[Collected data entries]
——

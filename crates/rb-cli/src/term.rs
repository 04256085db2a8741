//! Terminal render surface and logging audio sink

use rb_stage::{
    AudioCue, AudioSink, GRID_COLS, GRID_ROWS, Grid, PayLine, RenderSurface, Symbol, TextRegion,
};

/// Text renderer for the 3×3 grid.
///
/// Draws the settled grid as an ASCII box; winning cells are bracketed once
/// overlays arrive. With `animate` on, each scroll step of the first reel
/// prints a transit frame of all three cosmetic windows.
pub struct TermSurface {
    last_grid: Option<Grid>,
    overlays: Vec<PayLine>,
    animate: bool,
    transit: [[Symbol; GRID_ROWS]; GRID_COLS],
}

impl TermSurface {
    pub fn new(animate: bool) -> Self {
        Self {
            last_grid: None,
            overlays: Vec::new(),
            animate,
            transit: [[Symbol::Cherry; GRID_ROWS]; GRID_COLS],
        }
    }

    fn highlighted(&self, row: usize, col: usize) -> bool {
        self.overlays
            .iter()
            .any(|line| line.cells().contains(&(row, col)))
    }

    fn print_grid(&self) {
        let Some(grid) = &self.last_grid else { return };

        println!("+{}+", "-".repeat(GRID_COLS * 4));
        for row in 0..GRID_ROWS {
            let mut line = String::from("|");
            for col in 0..GRID_COLS {
                let glyph = grid.cell(row, col).glyph();
                if self.highlighted(row, col) {
                    line.push_str(&format!("[{glyph}] "));
                } else {
                    line.push_str(&format!(" {glyph}  "));
                }
            }
            line.push('|');
            println!("{line}");
        }
        println!("+{}+", "-".repeat(GRID_COLS * 4));
    }
}

impl RenderSurface for TermSurface {
    fn draw_grid(&mut self, grid: &Grid) {
        self.last_grid = Some(*grid);
        self.print_grid();
    }

    fn scroll_reel(&mut self, reel_index: u8, window: &[Symbol; GRID_ROWS], _step: u32) {
        self.transit[reel_index as usize] = *window;
        if self.animate && reel_index == 0 {
            let frame: Vec<String> = self
                .transit
                .iter()
                .map(|w| w.iter().map(|s| s.glyph()).collect())
                .collect();
            println!("  ~ {} ~", frame.join(" | "));
        }
    }

    fn set_overlays(&mut self, lines: &[PayLine]) {
        self.overlays = lines.to_vec();
        if !self.overlays.is_empty() {
            self.print_grid();
        }
    }

    fn draw_text(&mut self, region: TextRegion, text: &str) {
        match region {
            TextRegion::Title => println!("=== {text} ==="),
            TextRegion::Credits => println!("credits: {text}"),
            TextRegion::Bet => println!("bet: {text}"),
            TextRegion::Message => println!("{text}"),
        }
    }
}

/// Sink that reports cues through the log. Fire-and-forget by construction.
#[derive(Debug, Default)]
pub struct LogAudio;

impl AudioSink for LogAudio {
    fn trigger(&mut self, cue: AudioCue) {
        log::info!("audio: {}", cue.name());
    }
}
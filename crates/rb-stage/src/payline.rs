//! Payline descriptors
//!
//! A payline names a set of 3 grid cells checked for a matching-symbol win.
//! The same descriptor doubles as the geometric input for overlay rendering.

use serde::{Deserialize, Serialize};

use crate::symbols::{GRID_COLS, GRID_ROWS};

/// A line checked for a win: one of the 3 rows, or a diagonal.
#[derive(Debug, Clone, Copy, PartialEq, Eq, Hash, Serialize, Deserialize)]
#[serde(rename_all = "snake_case")]
pub enum PayLine {
    /// Horizontal row `r` (0 = top, 2 = bottom).
    Row(u8),
    /// Down-right diagonal: `[0][0], [1][1], [2][2]`.
    DiagonalDown,
    /// Down-left diagonal: `[0][2], [1][1], [2][0]`.
    DiagonalUp,
}

impl PayLine {
    /// All paylines in evaluation order: rows top to bottom, then diagonals.
    pub const ALL: [PayLine; 5] = [
        PayLine::Row(0),
        PayLine::Row(1),
        PayLine::Row(2),
        PayLine::DiagonalDown,
        PayLine::DiagonalUp,
    ];

    /// The `(row, col)` cells this line crosses, left to right.
    pub fn cells(self) -> [(usize, usize); GRID_COLS] {
        match self {
            PayLine::Row(r) => {
                let r = r as usize % GRID_ROWS;
                [(r, 0), (r, 1), (r, 2)]
            }
            PayLine::DiagonalDown => [(0, 0), (1, 1), (2, 2)],
            PayLine::DiagonalUp => [(2, 0), (1, 1), (0, 2)],
        }
    }

    /// Human-readable name for outcome messages.
    pub fn label(self) -> &'static str {
        match self {
            PayLine::Row(0) => "top row",
            PayLine::Row(1) => "middle row",
            PayLine::Row(_) => "bottom row",
            PayLine::DiagonalDown => "down-right diagonal",
            PayLine::DiagonalUp => "down-left diagonal",
        }
    }
}

impl std::fmt::Display for PayLine {
    fn fmt(&self, f: &mut std::fmt::Formatter<'_>) -> std::fmt::Result {
        f.write_str(self.label())
    }
}
//! StageEvent — a stage occurrence stamped with engine time

use serde::{Deserialize, Serialize};

use crate::stage::Stage;

/// A stage occurrence on the engine's tick clock.
#[derive(Debug, Clone, PartialEq, Serialize, Deserialize)]
pub struct StageEvent {
    /// The canonical stage
    pub stage: Stage,
    /// Engine tick at which the stage occurred (monotonic per session)
    pub tick: u64,
}

impl StageEvent {
    pub fn new(stage: Stage, tick: u64) -> Self {
        Self { stage, tick }
    }

    /// Stage type name, for logging.
    pub fn type_name(&self) -> &'static str {
        self.stage.type_name()
    }
}

#[cfg(test)]
mod tests {
    use super::*;

    #[test]
    fn test_event_roundtrip() {
        let event = StageEvent::new(Stage::SpinEnd, 42);
        let json = serde_json::to_string(&event).unwrap();
        let back: StageEvent = serde_json::from_str(&json).unwrap();
        assert_eq!(back, event);
        assert_eq!(back.type_name(), "spin_end");
    }
}
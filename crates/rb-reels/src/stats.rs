//! Session statistics

use serde::{Deserialize, Serialize};

use crate::round::Outcome;

/// Per-session counters. Lives only as long as the running session.
#[derive(Debug, Clone, Default, PartialEq, Eq, Serialize, Deserialize)]
pub struct SessionStats {
    pub total_spins: u64,
    pub total_bet: u64,
    pub total_win: u64,
    pub wins: u64,
    pub losses: u64,
    pub jackpots: u64,
    pub max_win: u64,
}

impl SessionStats {
    /// Return-to-player, percent.
    pub fn rtp(&self) -> f64 {
        if self.total_bet > 0 {
            self.total_win as f64 / self.total_bet as f64 * 100.0
        } else {
            0.0
        }
    }

    /// Fraction of spins that won anything, percent.
    pub fn hit_rate(&self) -> f64 {
        if self.total_spins > 0 {
            self.wins as f64 / self.total_spins as f64 * 100.0
        } else {
            0.0
        }
    }

    pub(crate) fn record(&mut self, bet: u64, outcome: &Outcome) {
        self.total_spins += 1;
        self.total_bet += bet;
        self.total_win += outcome.total_win;

        if outcome.is_win() {
            self.wins += 1;
        } else {
            self.losses += 1;
        }
        if outcome.line_wins.iter().any(|w| w.is_jackpot) {
            self.jackpots += 1;
        }
        self.max_win = self.max_win.max(outcome.total_win);
    }
}
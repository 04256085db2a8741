//! # rb-reels — ReelBox reel engine and round controller
//!
//! The spin/settle/evaluate state machine behind the 3×3 slot mini-game.
//!
//! ## Architecture
//!
//! ```text
//! Round (credits, bet, spin-lock)
//!     │ request_spin
//!     v
//! ReelEngine ──tick──> per-reel travel ──settle──> one-shot completion
//!     │                                                  │
//!     └── result() -> Grid ──> paytable::evaluate ──> payout + highlights
//! ```
//!
//! The engine is the single writer of reel state; the controller only reads
//! the settled grid. One cooperative tick clock drives all in-motion reels.

pub mod engine;
pub mod paytable;
pub mod reel;
pub mod round;
pub mod stats;
pub mod timing;

pub use engine::*;
pub use paytable::*;
pub use reel::*;
pub use round::*;
pub use stats::*;
pub use timing::*;
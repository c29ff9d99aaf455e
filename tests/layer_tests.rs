//! Layer Stack Integration Tests
//!
//! Tests for:
//! - LayerList: ordering, positional insert, removal by identity
//! - Render accounting: every listed layer drawn exactly once per tick
//! - Box layer z-order compositing
//! - Image layer: sentinel expansion, cache invalidation, setter order

use std::sync::atomic::{AtomicUsize, Ordering};
use std::sync::{Arc, Mutex};

use lumen::{Color, ImageLayer, Layer, LayerCell, LayerList, LayerRef, PixelFormat, Rect, Surface};

struct ProbeLayer {
    tag: &'static str,
    order: Arc<Mutex<Vec<&'static str>>>,
    frames: Arc<AtomicUsize>,
}

impl Layer for ProbeLayer {
    fn frame(&mut self, _target: &mut Surface) {
        self.order.lock().unwrap().push(self.tag);
        self.frames.fetch_add(1, Ordering::SeqCst);
    }

    fn geo(&mut self, _geo: Rect) {}

    fn alpha(&mut self, _opacity: f32) {}
}

fn probe(
    tag: &'static str,
    order: &Arc<Mutex<Vec<&'static str>>>,
) -> (LayerRef, Arc<AtomicUsize>) {
    let frames = Arc::new(AtomicUsize::new(0));
    let cell = LayerCell::new(
        tag,
        ProbeLayer {
            tag,
            order: Arc::clone(order),
            frames: Arc::clone(&frames),
        },
    );
    let layer: LayerRef = cell;
    (layer, frames)
}

fn write_png(dir: &tempfile::TempDir, name: &str, w: u32, h: u32, px: [u8; 4]) -> String {
    let path = dir.path().join(name);
    let img = image::RgbaImage::from_pixel(w, h, image::Rgba(px));
    img.save(&path).unwrap();
    path.to_string_lossy().into_owned()
}

// ============================================================================
// LayerList ordering
// ============================================================================

#[test]
fn positional_insert_matches_sequential_application() {
    let order = Arc::new(Mutex::new(Vec::new()));
    let list = LayerList::new();

    let (a, _) = probe("a", &order);
    let (b, _) = probe("b", &order);
    let (c, _) = probe("c", &order);
    let (d, _) = probe("d", &order);

    list.insert(0, a);
    list.insert(1, b);
    list.insert(1, c);
    list.insert(99, d); // clamps to the tail

    assert_eq!(list.names(), ["a", "c", "b", "d"]);
}

#[test]
fn remove_unlinks_by_identity_not_name() {
    let order = Arc::new(Mutex::new(Vec::new()));
    let list = LayerList::new();

    let (first, _) = probe("x", &order);
    list.insert(0, Arc::clone(&first));
    assert!(list.remove(&first));
    assert!(!list.remove(&first));

    // a different layer under the same name is untouched by the stale ref
    let (second, _) = probe("x", &order);
    list.insert(0, Arc::clone(&second));
    assert!(!list.remove(&first));
    assert_eq!(list.len(), 1);
}

#[test]
fn render_draws_each_layer_exactly_once_in_list_order() {
    let order = Arc::new(Mutex::new(Vec::new()));
    let list = LayerList::new();

    let (a, frames_a) = probe("a", &order);
    let (b, frames_b) = probe("b", &order);
    list.insert(0, a);
    list.insert(1, b);

    let mut target = Surface::new(8, 8, PixelFormat::Rgba8888);
    list.render(&mut target);
    list.render(&mut target);

    assert_eq!(frames_a.load(Ordering::SeqCst), 2);
    assert_eq!(frames_b.load(Ordering::SeqCst), 2);
    assert_eq!(*order.lock().unwrap(), ["a", "b", "a", "b"]);
}

#[test]
fn render_starts_from_an_opaque_black_target() {
    let list = LayerList::new();
    let mut target = Surface::new(2, 2, PixelFormat::Rgba8888);
    target.fill([99, 99, 99, 99]);
    list.render(&mut target);
    assert_eq!(target.rgba_at(1, 1), [0, 0, 0, 255]);
}

// ============================================================================
// Box layers: z-order
// ============================================================================

#[test]
fn two_boxes_composite_in_stack_order() {
    use lumen::BoxLayer;

    let list = LayerList::new();
    let red: LayerRef = LayerCell::new(
        "a",
        BoxLayer::new(Rect::new(0, 0, 100, 100), 1.0, Color::new(255, 0, 0)),
    );
    let blue: LayerRef = LayerCell::new(
        "b",
        BoxLayer::new(Rect::new(50, 50, 100, 100), 1.0, Color::new(0, 0, 255)),
    );
    list.insert(0, red);
    list.insert(1, blue);

    let mut target = Surface::new(200, 200, PixelFormat::Rgba8888);
    list.render(&mut target);

    assert_eq!(target.rgba_at(25, 25), [255, 0, 0, 255]); // red only
    assert_eq!(target.rgba_at(75, 75), [0, 0, 255, 255]); // blue over red
    assert_eq!(target.rgba_at(25, 75), [255, 0, 0, 255]); // red beside blue
    assert_eq!(target.rgba_at(125, 125), [0, 0, 255, 255]); // blue only
    assert_eq!(target.rgba_at(175, 175), [0, 0, 0, 255]); // background
}

// ============================================================================
// Image layer caches
// ============================================================================

#[test]
fn zero_rect_expands_to_screen_size() {
    let dir = tempfile::tempdir().unwrap();
    let file = write_png(&dir, "flat.png", 8, 8, [50, 100, 150, 255]);

    let layer = ImageLayer::new((64, 48), Rect::ZERO, 1.0, &file);
    let scaled = layer.scaled().expect("zero rect must scale to screen");
    assert_eq!(scaled.size(), (64, 48));
}

#[test]
fn geometry_scaling_is_cached_and_survives_alpha_changes() {
    let dir = tempfile::tempdir().unwrap();
    let file = write_png(&dir, "src.png", 200, 200, [10, 20, 30, 255]);

    let mut layer = ImageLayer::new((640, 480), Rect::new(0, 0, 100, 100), 1.0, &file);

    let scaled = layer.scaled().expect("geometry differs from source");
    assert_eq!(scaled.size(), (100, 100));
    assert!(layer.alpha_composited().is_none());
    let scaled_ptr = scaled.pixels().as_ptr();

    // a pure opacity change rebuilds only the alpha-composited copy
    layer.alpha(0.5);
    assert!(layer.alpha_composited().is_some());
    assert_eq!(
        layer.scaled().map(|s| s.pixels().as_ptr()),
        Some(scaled_ptr)
    );

    // matching geometry is a no-op for the caches
    layer.geo(Rect::new(0, 0, 100, 100));
    assert_eq!(
        layer.scaled().map(|s| s.pixels().as_ptr()),
        Some(scaled_ptr)
    );

    // a new geometry invalidates both derived surfaces
    layer.geo(Rect::new(0, 0, 50, 50));
    assert_eq!(layer.scaled().map(Surface::size), Some((50, 50)));
}

#[test]
fn opaque_alpha_drops_the_composited_copy() {
    let dir = tempfile::tempdir().unwrap();
    let file = write_png(&dir, "src.png", 16, 16, [10, 20, 30, 255]);

    let mut layer = ImageLayer::new((640, 480), Rect::new(0, 0, 8, 8), 0.5, &file);
    assert!(layer.alpha_composited().is_some());

    layer.alpha(1.0);
    assert!(layer.alpha_composited().is_none());
}

#[test]
fn setter_order_does_not_change_the_rendered_output() {
    let dir = tempfile::tempdir().unwrap();
    let file = write_png(&dir, "src.png", 32, 32, [200, 100, 50, 255]);
    let geo = Rect::new(4, 4, 16, 16);

    let mut forward = ImageLayer::new((64, 64), Rect::ZERO, 1.0, "");
    forward.file(&file);
    forward.geo(geo);
    forward.alpha(0.5);

    let mut reverse = ImageLayer::new((64, 64), Rect::ZERO, 1.0, "");
    reverse.alpha(0.5);
    reverse.geo(geo);
    reverse.file(&file);

    let mut out_a = Surface::new(64, 64, PixelFormat::Rgba8888);
    out_a.fill([0, 0, 0, 255]);
    forward.frame(&mut out_a);

    let mut out_b = Surface::new(64, 64, PixelFormat::Rgba8888);
    out_b.fill([0, 0, 0, 255]);
    reverse.frame(&mut out_b);

    assert_eq!(out_a.pixels(), out_b.pixels());
}

#[test]
fn empty_file_clears_all_caches() {
    let dir = tempfile::tempdir().unwrap();
    let file = write_png(&dir, "src.png", 16, 16, [1, 2, 3, 255]);

    let mut layer = ImageLayer::new((64, 64), Rect::new(0, 0, 8, 8), 0.5, &file);
    assert!(layer.source().is_some());

    layer.file("");
    assert!(layer.source().is_none());
    assert!(layer.scaled().is_none());
    assert!(layer.alpha_composited().is_none());

    // rendering with no source is a no-op
    let mut target = Surface::new(8, 8, PixelFormat::Rgba8888);
    target.fill([7, 7, 7, 255]);
    layer.frame(&mut target);
    assert_eq!(target.rgba_at(0, 0), [7, 7, 7, 255]);
}
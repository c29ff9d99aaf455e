//! Solid-color box layer.

use std::sync::Arc;

use crate::layer::{alpha_byte, Layer, LayerCell, LayerList, LayerRef};
use crate::osc::server::OscServer;
use crate::osc::color_arg;
use crate::pixels::fill_box;
use crate::surface::{Color, Rect, Surface};

/// A filled rectangle between two corner coordinates.
///
/// `x2`/`y2` equal to zero extend the box to the target's right/bottom
/// edge at render time, which keeps the "zero means edge" contract even
/// for geometry that never passed through the sentinel expansion.
pub struct BoxLayer {
    x1: i32,
    y1: i32,
    x2: i32,
    y2: i32,
    color: Color,
    a: u8,
}

impl BoxLayer {
    #[must_use]
    pub fn new(geo: Rect, opacity: f32, color: Color) -> Self {
        let mut layer = Self {
            x1: 0,
            y1: 0,
            x2: 0,
            y2: 0,
            color,
            a: 0,
        };
        layer.geo(geo);
        layer.alpha(opacity);
        layer
    }

    pub fn color(&mut self, color: Color) {
        self.color = color;
    }
}

/// Registers the `box` layer kind: `/layer/new/box` with the
/// kind-specific tail `iii` (r, g, b), plus the per-layer `color` method.
pub fn register(server: &Arc<OscServer>, list: &Arc<LayerList>) {
    server.register_layer(
        "box",
        "iii",
        list,
        Arc::new(|server, name, geo, opacity, tail| {
            let cell = LayerCell::new(name, BoxLayer::new(geo, opacity, color_arg(tail, 0)));

            server.register_layer_defaults(&cell);
            let id = server.register_method(&cell, "color", "iii", |layer: &mut BoxLayer, args| {
                layer.color(color_arg(args, 0));
            });
            cell.push_registration(id);

            let layer: LayerRef = cell;
            layer
        }),
    );
}

impl Layer for BoxLayer {
    fn frame(&mut self, target: &mut Surface) {
        let x2 = if self.x2 == 0 { target.width() as i32 } else { self.x2 };
        let y2 = if self.y2 == 0 { target.height() as i32 } else { self.y2 };
        fill_box(target, self.x1, self.y1, x2, y2, self.color, self.a);
    }

    fn geo(&mut self, geo: Rect) {
        self.x1 = geo.x;
        self.y1 = geo.y;
        self.x2 = geo.x + geo.w as i32;
        self.y2 = geo.y + geo.h as i32;
    }

    fn alpha(&mut self, opacity: f32) {
        self.a = alpha_byte(opacity);
    }
}

#[cfg(test)]
mod tests {
    use super::*;
    use crate::surface::PixelFormat;

    #[test]
    fn zero_corners_extend_to_target_edges() {
        let mut layer = BoxLayer::new(Rect::ZERO, 1.0, Color::new(255, 0, 0));
        let mut target = Surface::new(8, 8, PixelFormat::Rgba8888);
        target.fill([0, 0, 0, 255]);
        layer.frame(&mut target);
        assert_eq!(target.rgba_at(0, 0), [255, 0, 0, 255]);
        assert_eq!(target.rgba_at(7, 7), [255, 0, 0, 255]);
    }

    #[test]
    fn translucent_box_blends_over_background() {
        let mut layer = BoxLayer::new(Rect::new(0, 0, 2, 2), 0.5, Color::new(255, 255, 255));
        let mut target = Surface::new(2, 2, PixelFormat::Rgba8888);
        target.fill([0, 0, 0, 255]);
        layer.frame(&mut target);
        let px = target.rgba_at(0, 0);
        // alpha_byte(0.5) == 128
        assert_eq!(px[0], 128);
    }
}
//! Recorder Tests
//!
//! Tests for:
//! - State machine edges that need no encoder backend
//! - Presentation-timestamp monotonicity while recording

use lumen::{PixelFormat, Recorder, Surface};

#[test]
fn record_is_a_noop_while_idle() {
    let recorder = Recorder::new(64, 48, 20);
    let screen = Surface::new(64, 48, PixelFormat::Rgba8888);

    assert!(!recorder.is_recording());
    recorder.record(&screen); // must not panic or create files
    assert!(recorder.next_pts().is_none());
}

#[test]
fn odd_screen_dimensions_are_rejected() {
    let dir = tempfile::tempdir().unwrap();
    let out = dir.path().join("odd.mp4");

    let recorder = Recorder::new(63, 48, 20);
    let err = recorder.start(out.to_str().unwrap(), "");
    assert!(err.is_err());
    assert!(!recorder.is_recording());
}

#[test]
fn unknown_codecs_are_rejected() {
    let dir = tempfile::tempdir().unwrap();
    let out = dir.path().join("x.mp4");

    let recorder = Recorder::new(64, 48, 20);
    assert!(recorder.start(out.to_str().unwrap(), "theora").is_err());
    assert!(!recorder.is_recording());
}

#[test]
fn pts_does_not_advance_within_one_frame_window() {
    let dir = tempfile::tempdir().unwrap();
    let out = dir.path().join("rec.mp4");

    let Ok(()) = video_rs_available() else {
        eprintln!("skipping: media backend unavailable");
        return;
    };

    let recorder = Recorder::new(64, 48, 20);
    if recorder.start(out.to_str().unwrap(), "").is_err() {
        eprintln!("skipping: encoder unavailable");
        return;
    }

    let mut screen = Surface::new(64, 48, PixelFormat::Rgba8888);
    screen.fill([10, 20, 30, 255]);

    // first frame of the window encodes; an immediate second call lands on
    // the same pts and is dropped
    recorder.record(&screen);
    let (_, would_drop) = recorder.next_pts().unwrap();
    assert!(would_drop, "same 50 ms window must not emit a second packet");

    // the next window advances again
    std::thread::sleep(std::time::Duration::from_millis(60));
    let (_, would_drop) = recorder.next_pts().unwrap();
    assert!(!would_drop);

    recorder.stop();
    assert!(!recorder.is_recording());
    assert!(out.exists());
}

fn video_rs_available() -> Result<(), ()> {
    video_rs::init().map_err(|_| ())
}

——

EXERCISE BRIEF —
Copy whichever lines above contain the string "rendering".

RESULT FOR THIS TASK —
//! The same descriptor doubles as the geometric input for overlay rendering.
    // rendering with no source is a no-op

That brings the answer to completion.